Thanks Rutik! It's great that you liked the article and that you are interested in this topic. Knowing how to write clean code is a very valuable skill.

Maxi Contieri's photo

Nice article!

These 8 tips will be my new checklist!

Hopefully companies will start looking for clean coders and not 'paint brushers'

Mario Cervera's photo

Thanks Maxi! I am happy you liked the article 😊

I think the issue about software companies is an important point. I have the impression that most of them give too much credit to tools (over good software engineering practices).

Mr Rampage's photo

Great post! Just wanted to share a couple of war stories from the field. I think it was Rich Hickey who said:

Clean code to whom?

I had the fortunate opportunity to work with a very, very accomplished functional programmer at my last company. He wrote extremely clean code following all the best practices and patterns from functional programming. Unfortunately, after he left my team, which was an FP team, he went to an OO team and continued writing FP. Needless to say, even though it was technically clean code, the rest of the team couldn't read it. He was let go because of the frustration he caused his team. A huge loss to the company - the irony is that company is now switching over to FP, but have no leadership to guide them.
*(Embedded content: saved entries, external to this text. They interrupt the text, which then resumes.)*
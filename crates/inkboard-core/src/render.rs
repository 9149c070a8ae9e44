//! Boundary to the external rendering surface.

use crate::shapes::Shape;
use peniko::Color;

/// A shape as it should be painted: its own style plus selection-derived opacity.
#[derive(Debug, Clone, Copy)]
pub struct RenderItem<'a> {
    pub shape: &'a Shape,
    /// Final opacity, already multiplied with the shape's own.
    pub opacity: f64,
}

impl RenderItem<'_> {
    pub fn stroke(&self) -> Color {
        self.shape.style().stroke_with_opacity(self.opacity)
    }

    pub fn fill(&self) -> Option<Color> {
        self.shape.style().fill_with_opacity(self.opacity)
    }
}

/// Receives the full ordered shape list after every store change.
pub trait RenderSurface {
    /// `items` are back to front.
    fn shapes_changed(&mut self, items: &[RenderItem<'_>]);
}
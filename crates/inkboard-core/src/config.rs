//! Engine tunables.
//!
//! Every threshold used by the interactive core lives here. Hosts either use
//! [`EngineConfig::default`] or hand in a JSON document; absent keys fall back
//! to the defaults below.

use serde::{Deserialize, Serialize};
use std::time::Duration;
use thiserror::Error;

/// Distance past which an arrow end detaches from its target.
pub const MAX_ARROW_LIMIT: f64 = 20.0;
/// Pointer-to-edge distance for attachment suggestions.
pub const SNAP_THRESHOLD: f64 = 10.0;
/// Pointer-to-shape distance for the eraser.
pub const ERASER_THRESHOLD: f64 = 10.0;
/// Minimum time between attachment suggestion recomputations.
pub const SUGGESTION_INTERVAL_MS: u64 = 100;
/// A box shape is committable once either side exceeds this.
pub const MIN_SHAPE_EXTENT: f64 = 4.0;
/// An arrow is committable once its first segment exceeds this.
pub const MIN_ARROW_LENGTH: f64 = 20.0;
pub const MIN_FREEHAND_POINTS: usize = 3;
/// Floor applied to width/height when a resize is normalized.
pub const MIN_NORMALIZED_SIZE: f64 = 5.0;
/// Display opacity of shapes selected for deletion.
pub const PENDING_DELETE_OPACITY: f64 = 0.5;
/// Maximum number of undo states to keep.
pub const MAX_UNDO_HISTORY: usize = 50;

/// Configuration errors.
#[derive(Debug, Error)]
pub enum ConfigError {
    #[error("Invalid config JSON: {0}")]
    Parse(#[from] serde_json::Error),
    #[error("Invalid value for {field}: {value}")]
    Invalid { field: &'static str, value: f64 },
}

/// Tunables for the whiteboard core.
#[derive(Debug, Clone, PartialEq, Serialize, Deserialize)]
#[serde(default)]
pub struct EngineConfig {
    pub max_arrow_limit: f64,
    pub snap_threshold: f64,
    pub eraser_threshold: f64,
    pub suggestion_interval_ms: u64,
    pub min_shape_extent: f64,
    pub min_arrow_length: f64,
    pub min_freehand_points: usize,
    pub min_normalized_size: f64,
    pub pending_delete_opacity: f64,
    pub max_undo_history: usize,
}

impl Default for EngineConfig {
    fn default() -> Self {
        Self {
            max_arrow_limit: MAX_ARROW_LIMIT,
            snap_threshold: SNAP_THRESHOLD,
            eraser_threshold: ERASER_THRESHOLD,
            suggestion_interval_ms: SUGGESTION_INTERVAL_MS,
            min_shape_extent: MIN_SHAPE_EXTENT,
            min_arrow_length: MIN_ARROW_LENGTH,
            min_freehand_points: MIN_FREEHAND_POINTS,
            min_normalized_size: MIN_NORMALIZED_SIZE,
            pending_delete_opacity: PENDING_DELETE_OPACITY,
            max_undo_history: MAX_UNDO_HISTORY,
        }
    }
}

impl EngineConfig {
    /// Parse and validate a JSON config.
    pub fn from_json(json: &str) -> Result<Self, ConfigError> {
        let config: Self = serde_json::from_str(json)?;
        config.validate()?;
        Ok(config)
    }

    /// Reject negative or non-finite distances and out-of-range opacity.
    pub fn validate(&self) -> Result<(), ConfigError> {
        let distances = [
            ("max_arrow_limit", self.max_arrow_limit),
            ("snap_threshold", self.snap_threshold),
            ("eraser_threshold", self.eraser_threshold),
            ("min_shape_extent", self.min_shape_extent),
            ("min_arrow_length", self.min_arrow_length),
            ("min_normalized_size", self.min_normalized_size),
        ];
        for (field, value) in distances {
            if !value.is_finite() || value < 0.0 {
                return Err(ConfigError::Invalid { field, value });
            }
        }
        if !(0.0..=1.0).contains(&self.pending_delete_opacity) {
            return Err(ConfigError::Invalid {
                field: "pending_delete_opacity",
                value: self.pending_delete_opacity,
            });
        }
        Ok(())
    }

    pub fn suggestion_interval(&self) -> Duration {
        Duration::from_millis(self.suggestion_interval_ms)
    }

    pub fn commit_thresholds(&self) -> CommitThresholds {
        CommitThresholds {
            min_shape_extent: self.min_shape_extent,
            min_arrow_length: self.min_arrow_length,
            min_freehand_points: self.min_freehand_points,
        }
    }
}

/// Minimum extents a drawn shape must reach before it can be committed.
#[derive(Debug, Clone, Copy, PartialEq)]
pub struct CommitThresholds {
    pub min_shape_extent: f64,
    pub min_arrow_length: f64,
    pub min_freehand_points: usize,
}

impl Default for CommitThresholds {
    fn default() -> Self {
        EngineConfig::default().commit_thresholds()
    }
}
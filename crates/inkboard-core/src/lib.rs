//! Inkboard Core Library
//!
//! Platform-agnostic core of the Inkboard whiteboard: the shape model, the
//! arrow attachment graph, geometry, transform normalization, proximity
//! detection, the shape store and the selection coordinator.

pub mod attachment;
pub mod config;
pub mod geometry;
pub mod persistence;
pub mod proximity;
pub mod render;
pub mod selection;
pub mod shapes;
pub mod store;
pub mod tools;
pub mod transform;
pub mod whiteboard;

pub use attachment::{LinkBatch, check_detachment, check_detachments, recompute_attached_arrows};
pub use config::{CommitThresholds, ConfigError, EngineConfig};
pub use geometry::{Anchor, ConnectionPoints, anchor_point, best_connection_points, is_near_edge, is_near_shape};
pub use persistence::{MemoryPersistence, PersistOp, PersistenceApi, PersistenceError, PersistenceForwarder};
pub use proximity::{AttachmentSuggestion, EraserSession, SuggestionTracker};
pub use render::{RenderItem, RenderSurface};
pub use selection::{CombinedStyle, SelectionPurpose, SelectionState, StyleChange, StyleValue};
pub use shapes::{Shape, ShapeId, ShapePatch, ShapeStyle, ShapeUpdate};
pub use store::{ShapeLookup, ShapeStore};
pub use tools::{ToolKind, ToolManager};
pub use transform::{LiveTransform, normalize};
pub use whiteboard::Whiteboard;
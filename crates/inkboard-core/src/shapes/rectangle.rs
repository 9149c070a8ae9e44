//! Rectangle shape.

use super::{ArrowAttachment, ShapeId, ShapeKind, ShapeMeta, ShapeStyle, ShapeTrait};
use crate::config::CommitThresholds;
use kurbo::{Point, Rect};
use serde::{Deserialize, Serialize};
use uuid::Uuid;

/// A rectangle shape with optional rounded corners.
#[derive(Debug, Clone, PartialEq, Serialize, Deserialize)]
pub struct Rectangle {
    pub(crate) id: ShapeId,
    /// Top-left corner position.
    pub position: Point,
    /// Width of the rectangle.
    pub width: f64,
    /// Height of the rectangle.
    pub height: f64,
    /// Corner radius (0 = sharp corners).
    #[serde(default)]
    pub corner_radius: f64,
    /// Rotation angle in degrees, clockwise.
    #[serde(default)]
    pub rotation: f64,
    /// Style properties.
    pub style: ShapeStyle,
    #[serde(default)]
    pub meta: ShapeMeta,
    /// Arrows terminating on this rectangle.
    #[serde(default)]
    pub arrow_props: Option<Vec<ArrowAttachment>>,
}

impl Rectangle {
    /// Create a new rectangle.
    pub fn new(position: Point, width: f64, height: f64) -> Self {
        Self {
            id: Uuid::new_v4(),
            position,
            width,
            height,
            corner_radius: 0.0,
            rotation: 0.0,
            style: ShapeStyle::default(),
            meta: ShapeMeta::default(),
            arrow_props: None,
        }
    }

    /// Create a rectangle from two corner points.
    pub fn from_corners(p1: Point, p2: Point) -> Self {
        let mut rect = Self::new(Point::ZERO, 0.0, 0.0);
        rect.set_corners(p1, p2);
        rect
    }

    /// Reshape to span two corner points, in any order.
    pub fn set_corners(&mut self, p1: Point, p2: Point) {
        self.position = Point::new(p1.x.min(p2.x), p1.y.min(p2.y));
        self.width = (p2.x - p1.x).abs();
        self.height = (p2.y - p1.y).abs();
    }

    /// Get the rectangle as a kurbo Rect.
    pub fn as_rect(&self) -> Rect {
        Rect::new(
            self.position.x,
            self.position.y,
            self.position.x + self.width,
            self.position.y + self.height,
        )
    }
}

impl ShapeTrait for Rectangle {
    fn id(&self) -> ShapeId {
        self.id
    }

    fn kind(&self) -> ShapeKind {
        ShapeKind::Rectangle
    }

    fn bounds(&self) -> Rect {
        self.as_rect()
    }

    fn style(&self) -> &ShapeStyle {
        &self.style
    }

    fn style_mut(&mut self) -> &mut ShapeStyle {
        &mut self.style
    }

    fn meta(&self) -> &ShapeMeta {
        &self.meta
    }

    fn meta_mut(&mut self) -> &mut ShapeMeta {
        &mut self.meta
    }

    fn meets_commit_threshold(&self, thresholds: &CommitThresholds) -> bool {
        self.width > thresholds.min_shape_extent || self.height > thresholds.min_shape_extent
    }
}
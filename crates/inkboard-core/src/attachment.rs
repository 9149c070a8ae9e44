//! Arrow ↔ shape attachment bookkeeping.
//!
//! The link between a connector and the shapes its ends sit on is stored
//! twice: as [`AttachedShape`] on the arrow and as an [`ArrowAttachment`] entry
//! in the target's `arrow_props`. Nothing here mutates the store; every
//! operation returns [`ShapeUpdate`]s built through a [`LinkBatch`], which keeps
//! working copies of both sides so several edits to the same shape compose.

use crate::geometry::{Anchor, anchor_point, best_connection_points};
use crate::shapes::arrow::set_polyline_endpoint;
use crate::shapes::{
    AnchorDirection, Arrow, ArrowAttachment, ArrowEnd, AttachedShape, Shape, ShapeId, ShapePatch,
    ShapeUpdate, non_empty_refs,
};
use crate::store::ShapeLookup;
use kurbo::Point;

struct ArrowEdit {
    id: ShapeId,
    attached: AttachedShape,
    points: Vec<Point>,
    attached_dirty: bool,
    points_dirty: bool,
}

struct TargetEdit {
    id: ShapeId,
    refs: Vec<ArrowAttachment>,
    dirty: bool,
}

/// Accumulates link edits against a read-only view of the shapes.
pub struct LinkBatch<'a, L: ShapeLookup + ?Sized> {
    shapes: &'a L,
    arrows: Vec<ArrowEdit>,
    targets: Vec<TargetEdit>,
}

impl<'a, L: ShapeLookup + ?Sized> LinkBatch<'a, L> {
    pub fn new(shapes: &'a L) -> Self {
        Self { shapes, arrows: Vec::new(), targets: Vec::new() }
    }

    /// Start from an arrow that is not in the store yet.
    pub fn seed_arrow(&mut self, arrow: &Arrow) {
        self.arrows.retain(|a| a.id != arrow.id);
        self.arrows.push(ArrowEdit {
            id: arrow.id,
            attached: arrow.attached.unwrap_or_default(),
            points: arrow.points.clone(),
            attached_dirty: false,
            points_dirty: false,
        });
    }

    fn arrow_edit(&mut self, id: ShapeId) -> Option<&mut ArrowEdit> {
        if let Some(idx) = self.arrows.iter().position(|a| a.id == id) {
            return self.arrows.get_mut(idx);
        }
        let shapes = self.shapes;
        let Some(arrow) = shapes.shape(id).and_then(Shape::as_arrow) else {
            log::trace!("arrow {id} not found, skipping");
            return None;
        };
        self.arrows.push(ArrowEdit {
            id,
            attached: arrow.attached.unwrap_or_default(),
            points: arrow.points.clone(),
            attached_dirty: false,
            points_dirty: false,
        });
        self.arrows.last_mut()
    }

    fn target_edit(&mut self, id: ShapeId) -> Option<&mut TargetEdit> {
        if let Some(idx) = self.targets.iter().position(|t| t.id == id) {
            return self.targets.get_mut(idx);
        }
        let shapes = self.shapes;
        let Some(shape) = shapes.shape(id).filter(|s| s.is_attachable()) else {
            log::trace!("attachment target {id} not found, skipping");
            return None;
        };
        self.targets.push(TargetEdit {
            id,
            refs: shape.arrow_props().map(<[_]>::to_vec).unwrap_or_default(),
            dirty: false,
        });
        self.targets.last_mut()
    }

    /// Current working copy of an arrow's attachment.
    pub fn attached(&mut self, arrow_id: ShapeId) -> Option<AttachedShape> {
        self.arrow_edit(arrow_id).map(|a| a.attached)
    }

    /// Remove the binding of one arrow end from both sides.
    pub fn unlink(&mut self, arrow_id: ShapeId, end: ArrowEnd) -> bool {
        let Some(arrow) = self.arrow_edit(arrow_id) else {
            return false;
        };
        let Some(shape_id) = arrow.attached.get(end) else {
            return false;
        };
        arrow.attached.set(end, None);
        arrow.attached_dirty = true;
        if let Some(target) = self.target_edit(shape_id) {
            let before = target.refs.len();
            target.refs.retain(|r| !r.is_for(arrow_id, end));
            target.dirty |= target.refs.len() != before;
        }
        log::debug!("detached {end:?} of arrow {arrow_id} from {shape_id}");
        true
    }

    /// Bind an arrow end to `target_id` at `anchor`, replacing any previous binding of that end.
    /// The arrow endpoint is moved onto the anchor.
    pub fn link(&mut self, arrow_id: ShapeId, end: ArrowEnd, target_id: ShapeId, anchor: Anchor) -> bool {
        if arrow_id == target_id || self.target_edit(target_id).is_none() {
            return false;
        }
        if self.arrow_edit(arrow_id).is_none() {
            return false;
        }
        self.unlink(arrow_id, end);
        if let Some(arrow) = self.arrow_edit(arrow_id) {
            arrow.attached.set(end, Some(target_id));
            arrow.attached_dirty = true;
        }
        self.move_endpoint(arrow_id, end, anchor.point);
        if let Some(target) = self.target_edit(target_id) {
            target.refs.push(ArrowAttachment {
                arrow_id,
                anchor: anchor.point,
                position: end,
                direction: anchor.direction,
            });
            target.dirty = true;
        }
        true
    }

    /// Move one arrow end, marking the arrow dirty only if the point changes.
    pub fn move_endpoint(&mut self, arrow_id: ShapeId, end: ArrowEnd, point: Point) {
        let Some(arrow) = self.arrow_edit(arrow_id) else {
            return;
        };
        if endpoint_of(&arrow.points, end) == Some(point) {
            return;
        }
        set_polyline_endpoint(&mut arrow.points, end, point);
        arrow.points_dirty = true;
    }

    /// Record a new anchor for an existing back-reference.
    pub fn refresh_anchor(&mut self, target_id: ShapeId, arrow_id: ShapeId, end: ArrowEnd, anchor: Anchor) {
        let Some(target) = self.target_edit(target_id) else {
            return;
        };
        for r in target.refs.iter_mut().filter(|r| r.is_for(arrow_id, end)) {
            if r.anchor != anchor.point || r.direction != anchor.direction {
                r.anchor = anchor.point;
                r.direction = anchor.direction;
                target.dirty = true;
            }
        }
    }

    pub fn is_empty(&self) -> bool {
        !self.arrows.iter().any(|a| a.attached_dirty || a.points_dirty)
            && !self.targets.iter().any(|t| t.dirty)
    }

    /// Emit one update per changed shape. Empty collections become `None`.
    pub fn into_updates(self) -> Vec<ShapeUpdate> {
        let mut updates = Vec::new();
        for arrow in self.arrows {
            if !arrow.attached_dirty && !arrow.points_dirty {
                continue;
            }
            let patch = ShapePatch {
                attached: arrow.attached_dirty.then(|| arrow.attached.non_empty()),
                points: arrow.points_dirty.then_some(arrow.points),
                ..Default::default()
            };
            updates.push(ShapeUpdate::new(arrow.id, patch));
        }
        for target in self.targets.into_iter().filter(|t| t.dirty) {
            updates.push(ShapeUpdate::arrow_props(target.id, non_empty_refs(target.refs)));
        }
        updates
    }
}

fn endpoint_of(points: &[Point], end: ArrowEnd) -> Option<Point> {
    match end {
        ArrowEnd::Start => points.first().copied(),
        ArrowEnd::End => points.last().copied(),
    }
}

/// Re-anchor every arrow end bound to `moved`.
///
/// Each end is placed with [`best_connection_points`] against the shape on the
/// arrow's other end (or alone, when that end is free). Only the bound end is
/// moved. The back-references on `moved` are refreshed with the new anchors.
pub fn recompute_attached_arrows<L: ShapeLookup + ?Sized>(moved: &Shape, shapes: &L) -> Vec<ShapeUpdate> {
    let Some(refs) = moved.arrow_props() else {
        return Vec::new();
    };
    let mut batch = LinkBatch::new(shapes);
    for r in refs {
        let Some(arrow) = shapes.shape(r.arrow_id).and_then(Shape::as_arrow) else {
            log::trace!("arrow {} referenced by {} is gone", r.arrow_id, moved.id());
            continue;
        };
        let other = arrow
            .attached_to(r.position.opposite())
            .filter(|id| *id != moved.id())
            .and_then(|id| shapes.shape(id));
        let anchor = match r.position {
            ArrowEnd::Start => best_connection_points(Some(moved), other).from,
            ArrowEnd::End => best_connection_points(other, Some(moved)).to,
        };
        let Some(anchor) = anchor else {
            continue;
        };
        batch.move_endpoint(arrow.id, r.position, anchor.point);
        batch.refresh_anchor(moved.id(), arrow.id, r.position, anchor);
    }
    batch.into_updates()
}

/// An arrow end whose live distance to its target exceeded the limit.
#[derive(Debug, Clone, Copy, PartialEq, Eq)]
pub struct Detachment {
    pub arrow_id: ShapeId,
    pub end: ArrowEnd,
    pub shape_id: ShapeId,
}

/// Ends of `arrow` that have drifted more than `limit` from their target's anchor.
pub fn find_detachments<L: ShapeLookup + ?Sized>(arrow: &Arrow, shapes: &L, limit: f64) -> Vec<Detachment> {
    let Some(attached) = arrow.attached else {
        return Vec::new();
    };
    let mut found = Vec::new();
    for end in ArrowEnd::BOTH {
        let Some(shape_id) = attached.get(end) else {
            continue;
        };
        let Some(shape) = shapes.shape(shape_id) else {
            log::trace!("attachment target {shape_id} of arrow {} is gone", arrow.id);
            continue;
        };
        let Some(endpoint) = arrow.endpoint(end) else {
            continue;
        };
        let direction = shape
            .arrow_props()
            .and_then(|refs| refs.iter().find(|r| r.is_for(arrow.id, end)))
            .map_or(AnchorDirection::Center, |r| r.direction);
        let distance = anchor_point(shape, direction).distance(endpoint);
        if distance.is_finite() && distance > limit {
            found.push(Detachment { arrow_id: arrow.id, end, shape_id });
        }
    }
    found
}

/// Build the two-sided removal batch for a set of detachments.
pub fn detachment_updates<L: ShapeLookup + ?Sized>(detachments: &[Detachment], shapes: &L) -> Option<Vec<ShapeUpdate>> {
    let mut batch = LinkBatch::new(shapes);
    for d in detachments {
        batch.unlink(d.arrow_id, d.end);
    }
    if batch.is_empty() { None } else { Some(batch.into_updates()) }
}

/// Detach whichever ends of `arrow` exceed `limit`; `None` when nothing changes.
pub fn check_detachment<L: ShapeLookup + ?Sized>(arrow: &Arrow, shapes: &L, limit: f64) -> Option<Vec<ShapeUpdate>> {
    detachment_updates(&find_detachments(arrow, shapes, limit), shapes)
}

/// Check every arrow among `ids`, and every arrow bound to a shape among `ids`,
/// and detach as one batch.
pub fn check_detachments<L: ShapeLookup + ?Sized>(ids: &[ShapeId], shapes: &L, limit: f64) -> Option<Vec<ShapeUpdate>> {
    let mut arrow_ids: Vec<ShapeId> = Vec::new();
    let mut push = |id: ShapeId| {
        if !arrow_ids.contains(&id) {
            arrow_ids.push(id);
        }
    };
    for id in ids {
        match shapes.shape(*id) {
            Some(Shape::Arrow(arrow)) => push(arrow.id),
            Some(shape) => shape.arrow_props().unwrap_or_default().iter().for_each(|r| push(r.arrow_id)),
            None => log::trace!("detachment check for missing shape {id}"),
        }
    }
    let detachments: Vec<Detachment> = arrow_ids
        .iter()
        .filter_map(|id| shapes.shape(*id).and_then(Shape::as_arrow))
        .flat_map(|arrow| find_detachments(arrow, shapes, limit))
        .collect();
    detachment_updates(&detachments, shapes)
}

/// Check every arrow bound to `shape` and detach as one batch.
pub fn check_shape_detachments<L: ShapeLookup + ?Sized>(shape: &Shape, shapes: &L, limit: f64) -> Option<Vec<ShapeUpdate>> {
    check_detachments(&[shape.id()], shapes, limit)
}
//! Ellipse shape.

use super::{ArrowAttachment, ShapeId, ShapeKind, ShapeMeta, ShapeStyle, ShapeTrait};
use crate::config::CommitThresholds;
use kurbo::{Point, Rect};
use serde::{Deserialize, Serialize};
use uuid::Uuid;

/// An ellipse shape.
#[derive(Debug, Clone, PartialEq, Serialize, Deserialize)]
pub struct Ellipse {
    pub(crate) id: ShapeId,
    /// Center point.
    pub center: Point,
    /// Horizontal radius.
    pub radius_x: f64,
    /// Vertical radius.
    pub radius_y: f64,
    /// Rotation angle in degrees, clockwise around the center.
    #[serde(default)]
    pub rotation: f64,
    /// Style properties.
    pub style: ShapeStyle,
    #[serde(default)]
    pub meta: ShapeMeta,
    /// Arrows terminating on this ellipse.
    #[serde(default)]
    pub arrow_props: Option<Vec<ArrowAttachment>>,
}

impl Ellipse {
    /// Create a new ellipse.
    pub fn new(center: Point, radius_x: f64, radius_y: f64) -> Self {
        Self {
            id: Uuid::new_v4(),
            center,
            radius_x,
            radius_y,
            rotation: 0.0,
            style: ShapeStyle::default(),
            meta: ShapeMeta::default(),
            arrow_props: None,
        }
    }

    /// Create a circle.
    pub fn circle(center: Point, radius: f64) -> Self {
        Self::new(center, radius, radius)
    }

    /// Create an ellipse from a bounding rectangle.
    pub fn from_rect(rect: Rect) -> Self {
        Self::new(rect.center(), rect.width() / 2.0, rect.height() / 2.0)
    }

    /// Reshape to fit a bounding rectangle.
    pub fn set_rect(&mut self, rect: Rect) {
        self.center = rect.center();
        self.radius_x = rect.width() / 2.0;
        self.radius_y = rect.height() / 2.0;
    }

    pub fn width(&self) -> f64 {
        self.radius_x * 2.0
    }

    pub fn height(&self) -> f64 {
        self.radius_y * 2.0
    }

    /// Distance from the center to the outline along the direction of `angle` (radians).
    pub fn radius_at(&self, angle: f64) -> f64 {
        let (sin, cos) = angle.sin_cos();
        let denom = ((self.radius_y * cos).powi(2) + (self.radius_x * sin).powi(2)).sqrt();
        if denom < f64::EPSILON {
            return 0.0;
        }
        self.radius_x * self.radius_y / denom
    }
}

impl ShapeTrait for Ellipse {
    fn id(&self) -> ShapeId {
        self.id
    }

    fn kind(&self) -> ShapeKind {
        ShapeKind::Ellipse
    }

    fn bounds(&self) -> Rect {
        Rect::new(
            self.center.x - self.radius_x,
            self.center.y - self.radius_y,
            self.center.x + self.radius_x,
            self.center.y + self.radius_y,
        )
    }

    fn style(&self) -> &ShapeStyle {
        &self.style
    }

    fn style_mut(&mut self) -> &mut ShapeStyle {
        &mut self.style
    }

    fn meta(&self) -> &ShapeMeta {
        &self.meta
    }

    fn meta_mut(&mut self) -> &mut ShapeMeta {
        &mut self.meta
    }

    fn meets_commit_threshold(&self, thresholds: &CommitThresholds) -> bool {
        self.width() > thresholds.min_shape_extent || self.height() > thresholds.min_shape_extent
    }
}
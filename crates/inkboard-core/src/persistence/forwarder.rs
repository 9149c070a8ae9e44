//! Fire-and-forget forwarding of store changes to the persistence API.

use super::{BoxFuture, PersistOp, PersistenceApi, PersistenceResult};
use crate::store::ShapeStore;
use std::sync::Arc;

/// Keep only the newest op per shape, ordered by when that op was recorded.
pub fn compact_ops(ops: Vec<PersistOp>) -> Vec<PersistOp> {
    let mut compacted: Vec<PersistOp> = Vec::with_capacity(ops.len());
    for op in ops {
        compacted.retain(|existing| existing.id() != op.id());
        compacted.push(op);
    }
    compacted
}

/// Drains a store's outbox into a [`PersistenceApi`].
///
/// Local state stays authoritative: a failed save is logged and reported to
/// whoever drives the returned future, but nothing is rolled back or retried.
pub struct PersistenceForwarder<P: PersistenceApi> {
    api: Arc<P>,
    file_id: String,
}

impl<P: PersistenceApi + 'static> PersistenceForwarder<P> {
    pub fn new(api: Arc<P>, file_id: impl Into<String>) -> Self {
        Self { api, file_id: file_id.into() }
    }

    pub fn file_id(&self) -> &str {
        &self.file_id
    }

    /// Fetch the file's shapes and replace the store contents with them.
    pub fn load_into<'a>(&'a self, store: &'a mut ShapeStore) -> BoxFuture<'a, PersistenceResult<usize>> {
        Box::pin(async move {
            let shapes = self.api.load_shapes(&self.file_id).await?;
            let count = shapes.len();
            store.load(shapes);
            log::debug!("loaded {} shapes for {}", count, self.file_id);
            Ok(count)
        })
    }

    /// Take the pending changes and return a future that sends them.
    ///
    /// The outbox is drained immediately, so the store can keep mutating while
    /// the host drives the future. Resolves to the number of ops sent.
    pub fn flush(&self, store: &mut ShapeStore) -> BoxFuture<'static, PersistenceResult<usize>> {
        let ops = compact_ops(store.take_outbox());
        let api = Arc::clone(&self.api);
        let file_id = self.file_id.clone();
        Box::pin(async move {
            let count = ops.len();
            let result = match ops.as_slice() {
                [] => return Ok(0),
                [PersistOp::Upsert(shape)] => api.save_shape(&file_id, shape).await,
                delta => api.save_shapes(&file_id, delta).await,
            };
            match result {
                Ok(()) => Ok(count),
                Err(err) => {
                    log::warn!("Failed to persist {} changes to {}: {}", count, file_id, err);
                    Err(err)
                }
            }
        })
    }
}

#[cfg(test)]
mod tests {
    use super::*;
    use crate::persistence::{MemoryPersistence, PersistenceError};
    use crate::shapes::{Rectangle, Shape, ShapePatch, ShapeUpdate};
    use kurbo::Point;

    #[test]
    fn test_compact_keeps_latest() {
        let rect: Shape = Rectangle::new(Point::ZERO, 10.0, 10.0).into();
        let other: Shape = Rectangle::new(Point::ZERO, 20.0, 20.0).into();
        let ops = vec![
            PersistOp::Upsert(rect.clone()),
            PersistOp::Upsert(other.clone()),
            PersistOp::Delete(rect.id()),
        ];
        assert_eq!(compact_ops(ops), vec![PersistOp::Upsert(other), PersistOp::Delete(rect.id())]);
    }

    #[test]
    fn test_flush_round_trip() {
        let api = Arc::new(MemoryPersistence::new());
        let forwarder = PersistenceForwarder::new(Arc::clone(&api), "board");
        let mut store = ShapeStore::new();
        let rect: Shape = Rectangle::new(Point::ZERO, 10.0, 10.0).into();
        let id = rect.id();
        store.insert(rect);
        store.apply_updates(vec![ShapeUpdate::new(id, ShapePatch { width: Some(40.0), ..Default::default() })]);

        let sent = pollster::block_on(forwarder.flush(&mut store)).unwrap();
        assert_eq!(sent, 1);
        assert_eq!(store.pending_ops(), 0);
        assert_eq!(pollster::block_on(forwarder.flush(&mut store)).unwrap(), 0);

        let mut restored = ShapeStore::new();
        assert_eq!(pollster::block_on(forwarder.load_into(&mut restored)).unwrap(), 1);
        assert_eq!(restored.get(id), store.get(id));
    }

    #[test]
    fn test_failure_keeps_local_state() {
        let api = Arc::new(MemoryPersistence::new());
        let forwarder = PersistenceForwarder::new(Arc::clone(&api), "board");
        let mut store = ShapeStore::new();
        let rect: Shape = Rectangle::new(Point::ZERO, 10.0, 10.0).into();
        let id = rect.id();
        store.insert(rect);

        api.set_failing(true);
        let result = pollster::block_on(forwarder.flush(&mut store));
        assert!(matches!(result, Err(PersistenceError::Io(_))));
        assert!(store.contains(id));
        assert_eq!(api.shape_count("board"), 0);
    }
}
Programming is a human endeavor, so I think we should strive to use the same communication tools as those around us. So if a team doesn't follow best practices, as long as the code is consistent, it's clean code for that team.

I met an architect that worked for a very, very large multinational software development shop. The software that they were working on raked in millions of dollars a month on licensing fees, but the entire code base was copy-n-pasted.

When he joined, he was shocked and promptly started getting a team together to refactor the code to keep it DRY. After a few months and several hundred thousand dollars later, he had only refactored a small piece. He realized that even though there were no clean code practices, the company could easily hire a junior or off-shore contractor to copy-n-paste code than spending money to refactor.

That was the moment he realized he need to quit. Clean code or not, if the business pays the bills, then you're at their mercy.

Mario Cervera's photo

Thanks for your detailed comment!

You make a great point about the importance of the team. I think it aligns very well with my example about C++ syntax. Our background exerts a strong influence on whether a piece of code is readable for us or not. That's why, when we write, we should definitely take our audience into consideration.

Mr Rampage's photo

Mario Cervera I always struggle with this. Especially in consulting where the client usually ends up giving the code base to juniors for maintenance. (Maybe this is a good blog post for the future? :D)

I find it really hard to decide when or when not to use a pattern as the patterns used by the team today might not be understood by the team tomorrow... but maybe this is just a reality of consulting vs product companies.